ESRA logo

ESRA 2023 Glance Program

All time references are in CEST

Linking Survey Data with Geospatial Data: Potentials, Methods, and Challenges 2

Session Organisers Professor Simon Kühne (Bielefeld University)
Mr Dorian Tsolak (Bielefeld University)
TimeFriday 21 July, 09:00 - 10:30
Room U6-21

Adding geospatial information to survey data offers new perspectives for social science research. It allows researchers to address regional context effects that play an important role in many research areas. Moreover, combining individual survey data with (aggregated) regional data can aid in closing data gaps and reducing study costs. Over the past years, survey projects have been increasingly enriched with geo-information, for instance, by adding geopositions or municipality codes of survey participants’ residence. In addition, many external data sources of regional indicators across various levels of aggregation are readily available. This includes, but is not limited to, administrative data, social media data, smart data, or satellite imagery. However, survey practitioners are still facing many challenges in managing, linking, and analyzing survey data in conjunction with geospatial data, thus, lots of potential for innovative research which combines survey and geodata remains untapped.

The proposed conference session offers the opportunity to exchange expertise on new developments in linking survey data with geospatial information and regional indicators. Possible questions to be discussed are:

- What are potential sources of regional indicators and geospatial information that can be combined with survey data?
- What methods and procedures exist to retrieve and manage big spatial data from online sources?
- How to harmonize area changes over time when analyzing longitudinal survey data?
- How to assure the high data security standards needed for sensitive georeferenced survey data?
- Which techniques from geospatial analytics can be incorporated in common methods for cross-sectional and longitudinal survey data analysis?
- What are applications that highlight the potential of analyzing georeferenced survey data?

Keywords: survey data, geospatial data, record linkage, regional analytics


Getting personal – Moving from regional to ego-centered provider density to capture healthcare availability in survey data

Ms Barbara Stacherl (Socio-Economic Panel (SOEP), German Institute for Economic Research (DIW Berlin)) - Presenting Author

Regional provider densities, e.g., physician-to-population ratios in administrative regions, are frequently used to depict healthcare availability.
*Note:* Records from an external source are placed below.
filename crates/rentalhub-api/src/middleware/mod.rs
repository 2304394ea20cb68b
//! Axum middleware stack.

pub mod compression;
pub mod cors;
pub mod logging;
//! Convenience result type alias for RentalHub.

use crate::error::AppError;

/// A specialized `Result` type for RentalHub operations.
pub type AppResult<T> = Result<T, AppError>;
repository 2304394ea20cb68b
use async_trait::async_trait;

use rentalhub_core::error::AppError;
use rentalhub_core::result::AppResult;
use rentalhub_core::types::{CustomerFilter, CustomerId, SortSpec};
use rentalhub_entity::{Customer, CustomerSortKey, NewCustomer, UpdateCustomer};

use super::MemoryStore;
use crate::store::CustomerStore;

#[async_trait]
impl CustomerStore for MemoryStore {
    async fn find_by_id(&self, id: CustomerId) -> AppResult<Option<Customer>> {
        Ok(self.tables.read().await.customers.get(&id).cloned())
    }

    async fn find_all(
        &self,
        filter: &CustomerFilter,
        sort: &SortSpec<CustomerSortKey>,
    ) -> AppResult<Vec<Customer>> {
        let tables = self.tables.read().await;
        let mut customers: Vec<Customer> = tables
            .customers
            .values()
            .filter(|c| filter.matches(&c.name, &c.postal_code))
            .cloned()
            .collect();
        sort.sort(&mut customers, |a, b, key| key.compare(a, b));
        Ok(customers)
    }

    async fn create(&self, data: &NewCustomer) -> AppResult<Customer> {
        let mut tables = self.tables.write().await;
        let customer = data.clone().into_customer(tables.next_customer_id());
        tables.customers.insert(customer.id, customer.clone());
        Ok(customer)
    }

    async fn update(
        &self,
        id: CustomerId,
        data: &UpdateCustomer,
    ) -> AppResult<Option<Customer>> {
        let mut tables = self.tables.write().await;
        Ok(tables.customers.get_mut(&id).map(|customer| {
            customer.apply(data);
            customer.clone()
        }))
    }

    async fn delete(&self, id: CustomerId) -> AppResult<Option<Customer>> {
        let mut tables = self.tables.write().await;
        if !tables.customers.contains_key(&id) {
            return Ok(None);
        }
        let active = tables.active_count_for_customer(id);
        if active > 0 {
            return Err(AppError::state(format!(
                "Customer {id} still holds {active} rented copies"
            )));
        }
        tables.rentals.retain(|_, r| r.customer_id != id);
        Ok(tables.customers.remove(&id))
    }
}
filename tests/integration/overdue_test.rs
//! Integration tests for the overdue listing and the service routes.

mod helpers;

use axum::http::StatusCode;
use chrono::Duration;

use helpers::TestApp;

async fn seed(app: &TestApp) -> (i64, i64, i64, i64) {
    let zoe = app.create_customer("Zoe Park", "30003", "555-0003").await;
    let amy = app.create_customer("Amy Wu", "10001", "555-0001").await;
    let alien = app.create_video("Alien", "1979-05-25", 2).await;
    let heat = app.create_video("Heat", "1995-12-15", 2).await;
    (zoe, amy, alien, heat)
}

#[tokio::test]
async fn test_nothing_overdue_before_due_date() {
    let app = TestApp::new();
    let (zoe, _, alien, _) = seed(&app).await;
    app.check_out(zoe, alien).await;

    app.clock.advance(Duration::days(7));
    let response = app.request("GET", "/rentals/overdue", None).await;
    assert_eq!(response.status, StatusCode::OK);
    assert_eq!(response.len(), 0, "due exactly now is not overdue");
}

#[tokio::test]
async fn test_overdue_follows_clock() {
    let app = TestApp::new();
    let (zoe, amy, alien, heat) = seed(&app).await;
    app.check_out(zoe, alien).await;
    app.clock.advance(Duration::days(1));
    app.check_out(amy, heat).await;

    app.clock.advance(Duration::days(7) + Duration::seconds(1));
    let response = app.request("GET", "/rentals/overdue", None).await;
    assert_eq!(response.len(), 2);
    let first = &response.body[0];
    assert_eq!(first["video_id"], alien);
    assert_eq!(first["title"], "Alien");
    assert_eq!(first["customer_id"], zoe);
    assert_eq!(first["name"], "Zoe Park");
    assert_eq!(first["postal_code"], "30003");
    assert_eq!(first["due_date"], "2024-01-08T12:00:00Z");
    assert!(first.get("rental_id").is_none());
    assert_eq!(response.body[1]["name"], "Amy Wu");

    let by_name = app.request("GET", "/rentals/overdue?order_by=name", None).await;
    assert_eq!(by_name.body[0]["name"], "Amy Wu");
    assert_eq!(by_name.body[1]["name"], "Zoe Park");

    let desc = app.request("GET", "/rentals/overdue?sort=desc", None).await;
    assert_eq!(desc.body[0]["title"], "Heat");
}

#[tokio::test]
async fn test_as_of_pins_reference_time() {
    let app = TestApp::new();
    let (zoe, amy, alien, heat) = seed(&app).await;
    app.check_out(zoe, alien).await;
    app.clock.advance(Duration::days(2));
    app.check_out(amy, heat).await;

    let response = app
        .request("GET", "/rentals/overdue?as_of=2024-01-09T00:00:00Z", None)
        .await;
    assert_eq!(response.len(), 1);
    assert_eq!(response.body[0]["title"], "Alien");

    let later = app
        .request("GET", "/rentals/overdue?as_of=2024-02-01T00:00:00%2B02:00", None)
        .await;
    assert_eq!(later.len(), 2);

    app.request("GET", "/rentals/overdue?as_of=yesterday", None)
        .await
        .assert_error(
            StatusCode::BAD_REQUEST,
            "VALIDATION_ERROR",
            "Invalid as_of 'yesterday': expected an RFC 3339 timestamp",
        );
}

#[tokio::test]
async fn test_returned_rentals_are_never_overdue() {
    let app = TestApp::new();
    let (zoe, amy, alien, heat) = seed(&app).await;
    app.check_out(zoe, alien).await;
    app.check_out(amy, heat).await;

    app.clock.advance(Duration::days(10));
    app.check_in(zoe, alien).await;

    let response = app.request("GET", "/rentals/overdue", None).await;
    assert_eq!(response.len(), 1);
    assert_eq!(response.body[0]["customer_id"], amy);
}

#[tokio::test]
async fn test_overdue_rejects_unknown_sort_field() {
    let app = TestApp::new();

    app.request("GET", "/rentals/overdue?order_by=rental_id", None)
        .await
        .assert_error(
            StatusCode::BAD_REQUEST,
            "VALIDATION_ERROR",
            "Unknown sort field 'rental_id'",
        );
}

#[tokio::test]
async fn test_health_reports_store() {
    let app = TestApp::new();

    let response = app.request("GET", "/health", None).await;
    assert_eq!(response.status, StatusCode::OK);
    assert_eq!(response.body["status"], "ok");
    assert_eq!(response.body["store"], "memory");
    assert_eq!(response.body["version"], env!("CARGO_PKG_VERSION"));
}

#[tokio::test]
async fn test_unknown_route_is_json_not_found() {
    let app = TestApp::new();

    app.request("GET", "/tapes", None).await.assert_error(
        StatusCode::NOT_FOUND,
        "NOT_FOUND",
        "No route for /tapes",
    );
}
//! Customer repository implementation.

use async_trait::async_trait;
use sqlx::PgPool;

use rentalhub_core::error::{AppError, ErrorKind};
use rentalhub_core::result::AppResult;
use rentalhub_core::types::{CustomerFilter, CustomerId, SortSpec};
use rentalhub_entity::{Customer, CustomerSortKey, NewCustomer, UpdateCustomer};

use super::{begin_failed, commit_failed, count_active_for_customer, lock_customer};
use crate::store::CustomerStore;

/// Repository for the `customers` table.
#[derive(Debug, Clone)]
pub struct CustomerRepository {
    pool: PgPool,
}

impl CustomerRepository {
    /// Create a new customer repository.
    pub fn new(pool: PgPool) -> Self {
        Self { pool }
    }
}

#[async_trait]
impl CustomerStore for CustomerRepository {
    async fn find_by_id(&self, id: CustomerId) -> AppResult<Option<Customer>> {
        sqlx::query_as::<_, Customer>("SELECT * FROM customers WHERE id = $1")
            .bind(id)
            .fetch_optional(&self.pool)
            .await
            .map_err(|e| AppError::with_source(ErrorKind::Database, "Failed to find customer", e))
    }

    async fn find_all(
        &self,
        filter: &CustomerFilter,
        sort: &SortSpec<CustomerSortKey>,
    ) -> AppResult<Vec<Customer>> {
        let sql = format!(
            "SELECT * FROM customers \
             WHERE ($1::TEXT IS NULL OR strpos(name, $1) > 0) \
             AND ($2::TEXT IS NULL OR strpos(postal_code, $2) > 0) \
             ORDER BY {}",
            sort.to_sql()
        );
        sqlx::query_as::<_, Customer>(&sql)
            .bind(filter.name.as_deref())
            .bind(filter.postal_code.as_deref())
            .fetch_all(&self.pool)
            .await
            .map_err(|e| AppError::with_source(ErrorKind::Database, "Failed to list customers", e))
    }

    async fn create(&self, data: &NewCustomer) -> AppResult<Customer> {
        sqlx::query_as::<_, Customer>(
            "INSERT INTO customers (name, postal_code, phone) VALUES ($1, $2, $3) RETURNING *",
        )
        .bind(&data.name)
        .bind(&data.postal_code)
        .bind(&data.phone)
        .fetch_one(&self.pool)
        .await
        .map_err(|e| AppError::with_source(ErrorKind::Database, "Failed to create customer", e))
    }

    async fn update(
        &self,
        id: CustomerId,
        data: &UpdateCustomer,
    ) -> AppResult<Option<Customer>> {
        sqlx::query_as::<_, Customer>(
            "UPDATE customers SET name = $2, \
             postal_code = COALESCE($3, postal_code), \
             phone = COALESCE($4, phone) \
             WHERE id = $1 RETURNING *",
        )
        .bind(id)
        .bind(&data.name)
        .bind(data.postal_code.as_deref())
        .bind(data.phone.as_deref())
        .fetch_optional(&self.pool)
        .await
        .map_err(|e| AppError::with_source(ErrorKind::Database, "Failed to update customer", e))
    }

    async fn delete(&self, id: CustomerId) -> AppResult<Option<Customer>> {
        let mut tx = self.pool.begin().await.map_err(begin_failed)?;

        let Some(customer) = lock_customer(&mut tx, id, true).await? else {
            return Ok(None);
        };
        let active = count_active_for_customer(&mut tx, id).await?;
        if active > 0 {
            return Err(AppError::state(format!(
                "Customer {id} still holds {active} rented copies"
            )));
        }

        sqlx::query("DELETE FROM customers WHERE id = $1")
            .bind(id)
            .execute(&mut *tx)
            .await
            .map_err(|e| {
                AppError::with_source(ErrorKind::Database, "Failed to delete customer", e)
            })?;

        tx.commit().await.map_err(commit_failed)?;
        Ok(Some(customer))
    }
}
Research using survey data also relies on regional provider densities to account for healthcare infrastructure as part of the regional context. However, regional provider densities are based on administrative areas, ignoring border-crossing for healthcare use. Therefore, individualized spatial approaches for measuring healthcare availability in survey research are needed. To capture the healthcare infrastructure (physicians and hospitals) available to individuals, I generate ego-centered provider densities for households in the German Socio-Economic Panel (SOEP), a representative longitudinal survey. Variation across individuals and over time as well as intraregional variation are analyzed. To outline the information gain achieved through ego-centered measures, they are compared to standard regional provider densities. Geocoded address data for all hospitals (2003-2019) and outpatient physicians (2009-2019) in Germany were linked to SOEP data. Using georeferenced population data (100x100m grid), ego-centered provider-to-population ratios, namely the number of physicians and hospital beds per 100,000 inhabitants within a 10km radius, were computed for each household for each year. For comparison, physician and hospital densities at district level (2015-2019) were linked to the SOEP. Although relatively stable over time, some external (=among non-movers) within-individual changes in ego-centered physician and hospital density were observed. For all years, higher variability was observed for ego-centered measures compared to regional measures. There was substantial variation in ego-centered provider density within the administrative regions at which standard densities are aggregated – in 2019, 61% and 57% of the variation in the ego-centered physician density the hospital density, respectively, remained unexplained when accounting for district-level grouping. Using individualized spatial measures – such as ego-centered provider densities – entails large potential to inform survey research.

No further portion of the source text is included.